▸ EXTRACTED ENTRIES:
════════════════════
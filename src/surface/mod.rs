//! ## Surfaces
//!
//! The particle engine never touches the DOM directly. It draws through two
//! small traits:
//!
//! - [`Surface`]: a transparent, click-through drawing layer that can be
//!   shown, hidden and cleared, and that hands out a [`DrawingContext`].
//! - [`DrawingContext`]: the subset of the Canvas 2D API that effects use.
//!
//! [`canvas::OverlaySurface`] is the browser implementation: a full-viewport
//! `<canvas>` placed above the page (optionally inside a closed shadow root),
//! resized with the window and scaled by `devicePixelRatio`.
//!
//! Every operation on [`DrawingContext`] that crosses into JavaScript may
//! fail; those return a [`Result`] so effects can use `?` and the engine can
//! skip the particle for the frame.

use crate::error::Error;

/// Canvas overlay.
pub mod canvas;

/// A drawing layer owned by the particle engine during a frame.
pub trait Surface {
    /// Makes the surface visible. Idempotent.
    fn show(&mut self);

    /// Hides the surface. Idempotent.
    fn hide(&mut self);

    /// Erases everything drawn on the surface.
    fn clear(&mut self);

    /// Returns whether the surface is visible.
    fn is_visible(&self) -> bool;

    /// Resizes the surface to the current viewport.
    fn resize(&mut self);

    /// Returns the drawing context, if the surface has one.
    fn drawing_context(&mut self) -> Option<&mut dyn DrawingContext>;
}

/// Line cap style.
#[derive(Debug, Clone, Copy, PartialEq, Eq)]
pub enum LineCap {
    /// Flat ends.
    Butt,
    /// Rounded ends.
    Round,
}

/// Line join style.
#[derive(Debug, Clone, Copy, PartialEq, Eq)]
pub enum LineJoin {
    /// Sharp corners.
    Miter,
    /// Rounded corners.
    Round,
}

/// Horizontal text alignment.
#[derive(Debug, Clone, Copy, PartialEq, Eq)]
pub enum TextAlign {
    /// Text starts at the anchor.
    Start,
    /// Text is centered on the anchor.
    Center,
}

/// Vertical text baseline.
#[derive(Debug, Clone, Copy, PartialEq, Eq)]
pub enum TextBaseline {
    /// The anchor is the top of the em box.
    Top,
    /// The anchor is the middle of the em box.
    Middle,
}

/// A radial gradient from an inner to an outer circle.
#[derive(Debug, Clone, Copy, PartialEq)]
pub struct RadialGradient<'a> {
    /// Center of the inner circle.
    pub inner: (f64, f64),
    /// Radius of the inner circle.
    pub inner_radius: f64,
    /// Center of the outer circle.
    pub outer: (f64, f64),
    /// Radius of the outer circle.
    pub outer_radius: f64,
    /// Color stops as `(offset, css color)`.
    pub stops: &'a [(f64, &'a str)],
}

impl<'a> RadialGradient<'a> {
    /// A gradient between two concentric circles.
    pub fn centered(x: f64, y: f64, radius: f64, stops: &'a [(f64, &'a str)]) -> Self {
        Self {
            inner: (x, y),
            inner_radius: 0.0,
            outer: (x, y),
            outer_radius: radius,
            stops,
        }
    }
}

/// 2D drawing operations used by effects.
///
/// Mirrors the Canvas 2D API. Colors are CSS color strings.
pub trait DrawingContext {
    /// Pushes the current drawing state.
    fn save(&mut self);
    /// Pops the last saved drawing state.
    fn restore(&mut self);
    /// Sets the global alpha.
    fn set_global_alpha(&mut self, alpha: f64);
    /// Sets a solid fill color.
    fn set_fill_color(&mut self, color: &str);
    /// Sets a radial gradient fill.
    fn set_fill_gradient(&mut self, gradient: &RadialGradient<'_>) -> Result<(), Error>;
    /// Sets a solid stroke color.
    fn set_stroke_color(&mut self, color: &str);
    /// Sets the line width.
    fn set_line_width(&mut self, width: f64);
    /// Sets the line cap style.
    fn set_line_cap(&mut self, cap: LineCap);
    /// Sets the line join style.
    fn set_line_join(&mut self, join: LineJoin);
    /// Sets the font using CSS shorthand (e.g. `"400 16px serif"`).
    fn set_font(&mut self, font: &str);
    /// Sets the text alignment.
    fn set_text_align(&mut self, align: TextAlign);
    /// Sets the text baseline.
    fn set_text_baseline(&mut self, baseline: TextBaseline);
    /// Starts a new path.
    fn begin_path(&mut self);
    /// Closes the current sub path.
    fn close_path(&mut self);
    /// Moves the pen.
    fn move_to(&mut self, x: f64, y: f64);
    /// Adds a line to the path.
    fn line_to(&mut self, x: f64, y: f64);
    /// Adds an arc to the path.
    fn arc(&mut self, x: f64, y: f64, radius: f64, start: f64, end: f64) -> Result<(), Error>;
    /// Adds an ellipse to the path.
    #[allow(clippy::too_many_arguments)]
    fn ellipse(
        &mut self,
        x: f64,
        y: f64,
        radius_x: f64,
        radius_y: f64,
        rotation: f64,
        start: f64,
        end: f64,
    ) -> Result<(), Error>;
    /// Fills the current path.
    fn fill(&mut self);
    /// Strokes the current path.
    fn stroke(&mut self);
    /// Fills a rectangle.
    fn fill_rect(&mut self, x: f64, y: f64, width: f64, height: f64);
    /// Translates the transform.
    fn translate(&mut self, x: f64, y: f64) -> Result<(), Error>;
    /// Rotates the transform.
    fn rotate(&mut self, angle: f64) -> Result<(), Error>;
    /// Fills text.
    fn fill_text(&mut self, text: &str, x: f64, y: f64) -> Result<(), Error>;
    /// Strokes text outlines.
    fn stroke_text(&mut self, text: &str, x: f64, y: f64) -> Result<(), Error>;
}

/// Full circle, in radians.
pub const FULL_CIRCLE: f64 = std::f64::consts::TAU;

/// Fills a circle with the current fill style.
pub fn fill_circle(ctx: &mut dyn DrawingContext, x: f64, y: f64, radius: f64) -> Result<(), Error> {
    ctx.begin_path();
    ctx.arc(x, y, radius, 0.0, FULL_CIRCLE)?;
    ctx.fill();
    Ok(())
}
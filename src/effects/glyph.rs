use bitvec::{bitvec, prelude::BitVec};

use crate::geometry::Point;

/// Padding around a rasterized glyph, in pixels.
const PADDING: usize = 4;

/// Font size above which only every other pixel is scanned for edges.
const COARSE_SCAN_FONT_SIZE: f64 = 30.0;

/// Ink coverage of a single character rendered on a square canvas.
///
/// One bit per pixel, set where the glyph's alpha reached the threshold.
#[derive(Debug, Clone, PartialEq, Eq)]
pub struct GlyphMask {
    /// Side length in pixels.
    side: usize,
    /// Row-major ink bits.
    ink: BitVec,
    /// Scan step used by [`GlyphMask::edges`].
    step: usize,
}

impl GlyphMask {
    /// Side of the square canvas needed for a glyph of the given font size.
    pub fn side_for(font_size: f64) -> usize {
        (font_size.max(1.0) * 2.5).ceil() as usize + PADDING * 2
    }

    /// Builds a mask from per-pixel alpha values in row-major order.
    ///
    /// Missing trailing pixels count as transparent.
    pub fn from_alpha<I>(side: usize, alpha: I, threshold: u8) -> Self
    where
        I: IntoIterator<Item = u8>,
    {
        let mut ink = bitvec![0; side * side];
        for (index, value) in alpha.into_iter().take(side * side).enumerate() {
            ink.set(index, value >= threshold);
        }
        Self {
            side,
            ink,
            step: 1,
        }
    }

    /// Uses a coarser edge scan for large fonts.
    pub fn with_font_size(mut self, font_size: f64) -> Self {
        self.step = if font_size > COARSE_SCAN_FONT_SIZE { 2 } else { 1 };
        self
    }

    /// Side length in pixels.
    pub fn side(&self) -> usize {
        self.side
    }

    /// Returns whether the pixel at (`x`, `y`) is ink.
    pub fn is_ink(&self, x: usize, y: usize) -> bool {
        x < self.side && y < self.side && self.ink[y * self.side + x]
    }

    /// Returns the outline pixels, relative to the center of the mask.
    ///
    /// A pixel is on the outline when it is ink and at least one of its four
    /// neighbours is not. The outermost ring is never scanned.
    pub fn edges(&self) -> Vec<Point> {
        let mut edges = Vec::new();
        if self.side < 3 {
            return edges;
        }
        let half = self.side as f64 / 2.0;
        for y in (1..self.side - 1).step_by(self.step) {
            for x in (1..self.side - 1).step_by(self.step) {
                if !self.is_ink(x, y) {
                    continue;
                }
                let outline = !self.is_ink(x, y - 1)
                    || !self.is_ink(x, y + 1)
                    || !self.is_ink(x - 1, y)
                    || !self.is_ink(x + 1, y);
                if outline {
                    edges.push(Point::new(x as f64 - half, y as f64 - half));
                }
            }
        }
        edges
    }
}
════════════════════
Indicate how many lines in the records above include the word "pixels", giving no other content.

5